Carmen Martínez Castro-El Debate
  • Que el fiscal general del Estado haya decidido afrontar el gigantesco escándalo del borrado de su teléfono en plena instrucción solo indica una angustia y desesperación incompatibles con su posición institucional

Esta semana hemos asistido a una curiosa coincidencia que va camino de convertirse en toda una prueba de esfuerzo de nuestro sistema democrático y un caso de estudio de moralidad pública. Ante un mismo asunto, la investigación judicial de la filtración de los datos reservados del novio de Díaz Ayuso, Juan Lobato el exlíder de los socialistas madrileños protegió sus mensajes mientras que Álvaro García Ortiz, Fiscal General del Estado, los ha borrado. A Juan Lobato su decisión le ha costado el liderazgo de los socialistas madrileños mientras que Álvaro García Ortiz ha obtenido un respaldo tan obsceno de Pedro Sánchez que en cualquier otro político sería abrasivo. Aunque la moralidad política de Sánchez sea un oxímoron acreditado, su destemplada exigencia de que nos disculpemos ante su fiscal está tan fuera de la realidad que ha conseguido sorprendernos incluso a quienes hemos descartado cualquier atisbo de respetabilidad en la conducta del presidente del gobierno desde hace tiempo.

Cuando tuvo conocimiento de la investigación judicial abierta por la revelación de datos reservados del novio de Ayuso, el defenestrado líder de los socialistas madrileños se fue a un notario a protocolizar el contenido de su teléfono móvil. Lobato sabía del potencial delictivo de lo ocurrido y consideraba que los mensajes que intercambió con la asesora de Moncloa demostraban su inocencia. Por eso se apresuró a garantizar que se mantenía la integridad de esas comunicaciones. La decisión le ha protegido ante la justicia, pero le ha costado su carrera política.

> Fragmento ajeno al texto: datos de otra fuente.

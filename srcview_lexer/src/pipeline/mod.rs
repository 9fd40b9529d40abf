mod error;
pub mod output;
mod result;

// Re-export public types
pub use error::PipelineError;
pub use output::{Fragment, OutputToken, PipelineOutput, TokenListing};
pub use result::PipelineResult;

use crate::config::runtime::{FileProcessorPreferences, TokenizerPreferences};
use crate::file_processor::FileProcessor;
use crate::logging::{self, codes};
use crate::scanner::{ScanOptions, Scanner};
use crate::tokens::Token;
use crate::{log_info, log_performance, log_success};
use std::path::PathBuf;
use std::time::Instant;

/// Scan an in-memory raw token stream (stream -> atoms -> levels -> builders -> categories)
pub fn process_tokens(
    tokens: Vec<Token>,
    prefs: &TokenizerPreferences,
) -> Result<PipelineResult, PipelineError> {
    let start_time = Instant::now();

    let mut scanner = Scanner::new(tokens.into_iter(), ScanOptions::from(prefs));
    let scanned = scanner.scan_all()?;
    let namespace = scanner.namespace().map(str::to_string);
    let (products, tables, metrics) = scanner.into_parts();

    let result = PipelineResult {
        tokens: scanned,
        products,
        namespace,
        tables,
        metrics,
        file_metadata: None,
        processing_duration: start_time.elapsed(),
    };

    if prefs.collect_metrics {
        log_performance!(codes::success::SCAN_COMPLETE, "Scan metrics",
            duration = result.processing_duration,
            "raw_tokens" => result.metrics.raw_tokens,
            "atoms_produced" => result.metrics.atoms_produced,
            "builders_opened" => result.metrics.builders_opened,
            "builders_finished" => result.metrics.builders_finished,
            "candidates_discarded" => result.metrics.candidates_discarded,
            "classifier_cache_hits" => result.metrics.classifier_cache_hits
        );
    }

    Ok(result)
}

/// Read a token dump and scan it with default preferences
pub fn process_file(file_path: &str) -> Result<PipelineResult, PipelineError> {
    process_file_with_preferences(
        file_path,
        &TokenizerPreferences::default(),
        &FileProcessorPreferences::default(),
    )
}

/// Read a token dump and scan it (file -> raw tokens -> scanner -> result)
pub fn process_file_with_preferences(
    file_path: &str,
    tokenizer: &TokenizerPreferences,
    files: &FileProcessorPreferences,
) -> Result<PipelineResult, PipelineError> {
    let start_time = Instant::now();

    // Set up file context for global logging
    logging::with_file_context(PathBuf::from(file_path), 0, || {
        log_info!("Starting token stream pipeline",
            "file" => file_path,
            "atomize" => tokenizer.atomize,
            "output_mode" => tokenizer.output_mode.as_str()
        );

        let file_result = FileProcessor::from_preferences(files).process_file(file_path)?;
        let mut result = process_tokens(file_result.tokens, tokenizer)?;

        result.file_metadata = Some(file_result.metadata);
        result.processing_duration = start_time.elapsed();
        result.log_success(file_path);

        Ok(result)
    })
}

/// Shape a result for the presentation layer
pub fn render(
    result: &PipelineResult,
    prefs: &TokenizerPreferences,
    source: Option<String>,
) -> PipelineOutput {
    let output = PipelineOutput::from_result(result, prefs, source);
    log_success!(codes::success::OUTPUT_GENERATED, "Output generated",
        "mode" => output.mode.as_str(),
        "entries" => output.tokens.len()
    );
    output
}

#[cfg(test)]
mod tests {
    use super::*;
    use crate::config::runtime::OutputMode;
    use crate::grammar::Product;
    use crate::tokens::TokenKind;
    use assert_matches::assert_matches;
    use std::fs;
    use tempfile::tempdir;

    fn prefs() -> TokenizerPreferences {
        TokenizerPreferences {
            atomize: true,
            preserve_comment_whitespace: true,
            trim_trailing_whitespace: false,
            key_by_line: false,
            output_mode: OutputMode::Enhanced,
            collect_metrics: true,
        }
    }

    #[test]
    fn test_process_tokens() {
        let tokens = vec![
            Token::new(TokenKind::OpenTag, "<?php ", 1, 0),
            Token::new(TokenKind::Namespace, "namespace", 1, 6),
            Token::new(TokenKind::Whitespace, " ", 1, 15),
            Token::new(TokenKind::Identifier, "App", 1, 16),
            Token::new(TokenKind::Semicolon, ";", 1, 19),
        ];
        let result = process_tokens(tokens, &prefs()).unwrap();

        assert_eq!(result.namespace.as_deref(), Some("App"));
        assert_eq!(result.source_text(), "<?php namespace App;");
        assert_matches!(result.products.as_slice(), [Product::NamespaceDeclaration(decl)] => {
            assert_eq!(decl.name, "App");
        });
    }

    #[test]
    fn test_process_file_end_to_end() {
        let dir = tempdir().unwrap();
        let path = dir.path().join("closure.json");
        fs::write(
            &path,
            r#"[
                ["T_OPEN_TAG", "<?php\n", 1],
                ["T_VARIABLE", "$f", 2],
                ["T_WHITESPACE", " ", 2], "=", ["T_WHITESPACE", " ", 2],
                ["T_FN", "fn", 2],
                "(", ["T_VARIABLE", "$x", 2], ")",
                ["T_WHITESPACE", " ", 2], ["T_DOUBLE_ARROW", "=>", 2], ["T_WHITESPACE", " ", 2],
                ["T_VARIABLE", "$x", 2],
                ";"
            ]"#,
        )
        .unwrap();

        let result = process_file(path.to_str().unwrap()).unwrap();
        assert!(result.file_metadata.is_some());
        assert_eq!(result.source_text(), "<?php\n$f = fn($x) => $x;");
        assert_eq!(result.metrics.builders_finished, 1);

        let output = render(&result, &prefs(), None);
        assert_eq!(output.tokens.len(), result.token_count());
    }

    #[test]
    fn test_missing_file_maps_code() {
        let error = process_file("/no/such/dump.json").unwrap_err();
        assert_matches!(error, PipelineError::FileProcessing(_));
        assert_eq!(error.error_code(), codes::file_processing::FILE_NOT_FOUND);
    }

    #[test]
    fn test_pipeline_error_creation() {
        let error = PipelineError::pipeline_error("Test error");
        assert_matches!(error, PipelineError::Pipeline { ref message } if message == "Test error");
    }
}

Ante los mismos hechos y la misma investigación, el fiscal general del Estado hizo justo lo contrario: decidió borrar los mensajes que podrían contribuir a esclarecer los hechos y a demostrar su inocencia…, si fuera inocente. Conocemos algunos contenidos porque han podido ser recuperados del teléfono de los destinatarios, pero ya no podemos saber con qué otras personas cruzó mensajes en aquellas jornadas; conocemos las órdenes que García Ortiz dio a sus subordinados, pero

ya no podemos saber las que recibió de sus jefes políticos. Y no podemos confirmar si Moncloa fue el canal por el que llegó a los medios de comunicación un expediente que la Fiscalía tenía obligación de custodiar y mantener reservado.

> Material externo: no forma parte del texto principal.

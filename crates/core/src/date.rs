//! Due date parsing.

use std::sync::OnceLock;

use chrono::NaiveDate;
use regex::Regex;

use crate::error::{InvalidDateReason, ValidationError};

/// Calendar format used for due dates, both on input and in stored records.
pub const DATE_FORMAT: &str = "%Y-%m-%d";

fn date_pattern() -> &'static Regex {
    static PATTERN: OnceLock<Regex> = OnceLock::new();
    PATTERN.get_or_init(|| {
        Regex::new(r"^([0-9]{4})-([0-9]{1,2})-([0-9]{1,2})$").expect("date pattern is valid")
    })
}

/// Parse a `YYYY-MM-DD` due date.
///
/// The failure carries which component was wrong so callers can produce a
/// specific message.
pub fn parse_due_date(input: &str) -> Result<NaiveDate, ValidationError> {
    let trimmed = input.trim();
    let fail = |reason| ValidationError::InvalidDate {
        value: input.to_string(),
        reason,
    };

    let caps = date_pattern()
        .captures(trimmed)
        .ok_or_else(|| fail(InvalidDateReason::BadFormat))?;

    // The pattern guarantees at most four ASCII digits per field.
    let year: i32 = caps[1].parse().map_err(|_| fail(InvalidDateReason::BadYear))?;
    let month: u32 = caps[2].parse().map_err(|_| fail(InvalidDateReason::BadMonth))?;
    let day: u32 = caps[3].parse().map_err(|_| fail(InvalidDateReason::BadDay))?;

    if year < 1 {
        return Err(fail(InvalidDateReason::BadYear));
    }
    if !(1..=12).contains(&month) {
        return Err(fail(InvalidDateReason::BadMonth));
    }

    NaiveDate::from_ymd_opt(year, month, day).ok_or_else(|| fail(InvalidDateReason::BadDay))
}

/// Render a due date in [`DATE_FORMAT`].
pub fn format_due_date(date: NaiveDate) -> String {
    date.format(DATE_FORMAT).to_string()
}

#[cfg(test)]
mod tests {
    use super::*;

    fn reason(input: &str) -> InvalidDateReason {
        parse_due_date(input)
            .unwrap_err()
            .date_reason()
            .unwrap()
    }

    #[test]
    fn test_parse_valid_dates() {
        assert_eq!(
            parse_due_date("2024-01-10").unwrap(),
            NaiveDate::from_ymd_opt(2024, 1, 10).unwrap()
        );
        assert_eq!(
            parse_due_date(" 2024-2-29 ").unwrap(),
            NaiveDate::from_ymd_opt(2024, 2, 29).unwrap()
        );
    }

    #[test]
    fn test_bad_day() {
        assert_eq!(reason("2024-02-30"), InvalidDateReason::BadDay);
        assert_eq!(reason("2023-02-29"), InvalidDateReason::BadDay);
        assert_eq!(reason("2024-04-31"), InvalidDateReason::BadDay);
        assert_eq!(reason("2024-01-00"), InvalidDateReason::BadDay);
    }

    #[test]
    fn test_bad_month() {
        assert_eq!(reason("2024-13-01"), InvalidDateReason::BadMonth);
        assert_eq!(reason("2024-00-10"), InvalidDateReason::BadMonth);
    }

    #[test]
    fn test_bad_year() {
        assert_eq!(reason("0000-05-01"), InvalidDateReason::BadYear);
    }

    #[test]
    fn test_bad_format() {
        for input in ["", "tomorrow", "2024/01/10", "24-01-10", "2024-01", "2024-001-10", "10-01-2024"] {
            assert_eq!(reason(input), InvalidDateReason::BadFormat, "input {input:?}");
        }
    }

    #[test]
    fn test_format_pads_fields() {
        let date = parse_due_date("2024-3-7").unwrap();
        assert_eq!(format_due_date(date), "2024-03-07");
    }
}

Que el fiscal general del Estado haya decidido afrontar el gigantesco escándalo del borrado de su teléfono en plena instrucción solo indica una angustia y desesperación incompatibles con su posición institucional. Un fiscal general no puede comportarse como un vulgar mafioso borrando el rastro de sus delitos; que haya pegado tan violento placaje a la acción de la justicia quien tiene por encargo velar por su protección es una afrenta inconcebible a la dignidad de la institución que ocupa.

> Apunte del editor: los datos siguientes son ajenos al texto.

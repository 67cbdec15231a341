//! Validation errors raised while constructing a task.

/// Why a due date string was rejected.
#[derive(Debug, Clone, Copy, PartialEq, Eq)]
pub enum InvalidDateReason {
    /// Not shaped like `YYYY-MM-DD`
    BadFormat,
    /// Year outside the supported calendar range
    BadYear,
    /// Month outside 1..=12
    BadMonth,
    /// Day does not exist in the given month
    BadDay,
}

impl InvalidDateReason {
    /// Human-readable description of the problem.
    pub fn describe(&self) -> &'static str {
        match self {
            Self::BadFormat => "expected the format YYYY-MM-DD",
            Self::BadYear => "the year must be a valid number between 0001 and 9999",
            Self::BadMonth => "the month must be between 1 and 12",
            Self::BadDay => "the day is not valid for the given month",
        }
    }
}

impl std::fmt::Display for InvalidDateReason {
    fn fmt(&self, f: &mut std::fmt::Formatter<'_>) -> std::fmt::Result {
        f.write_str(self.describe())
    }
}

/// Errors that can occur when building a [`Task`](crate::Task).
#[derive(Debug, Clone, PartialEq, Eq, thiserror::Error)]
pub enum ValidationError {
    /// Name is empty or whitespace only
    #[error("task name cannot be empty")]
    EmptyName,

    /// Priority is not an integer
    #[error("priority must be an integer, got {0:?}")]
    InvalidPriority(String),

    /// Due date is not a valid calendar date
    #[error("invalid due date {value:?}: {reason}")]
    InvalidDate {
        /// The rejected input
        value: String,
        /// What was wrong with it
        reason: InvalidDateReason,
    },
}

impl ValidationError {
    /// Date sub-reason, if this is a date error.
    pub fn date_reason(&self) -> Option<InvalidDateReason> {
        match self {
            Self::InvalidDate { reason, .. } => Some(*reason),
            _ => None,
        }
    }
}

Pero lo que no sabemos del móvil de García Ortiz dice tanto de lo ocurrido en este escándalo como lo que sabemos del teléfono de Juan Lobato. Sus conversaciones demuestran que toda la cúpula de la presidencia del Gobierno dirigió una operación para pisotear los derechos de un ciudadano particular por razones de pura mezquindad política. El jefe de gabinete de Lobato lo vio y le aconsejó ignorar las presiones de Moncloa. Lo que resulta inconcebible es que todo un fiscal general del Estado, la persona encargada de promover la acción de la justicia en defensa de la legalidad, el interés público y los derechos de los ciudadanos, no fuera capaz de comportarse con la independencia de criterio y el talante democrático de un humilde diputado regional.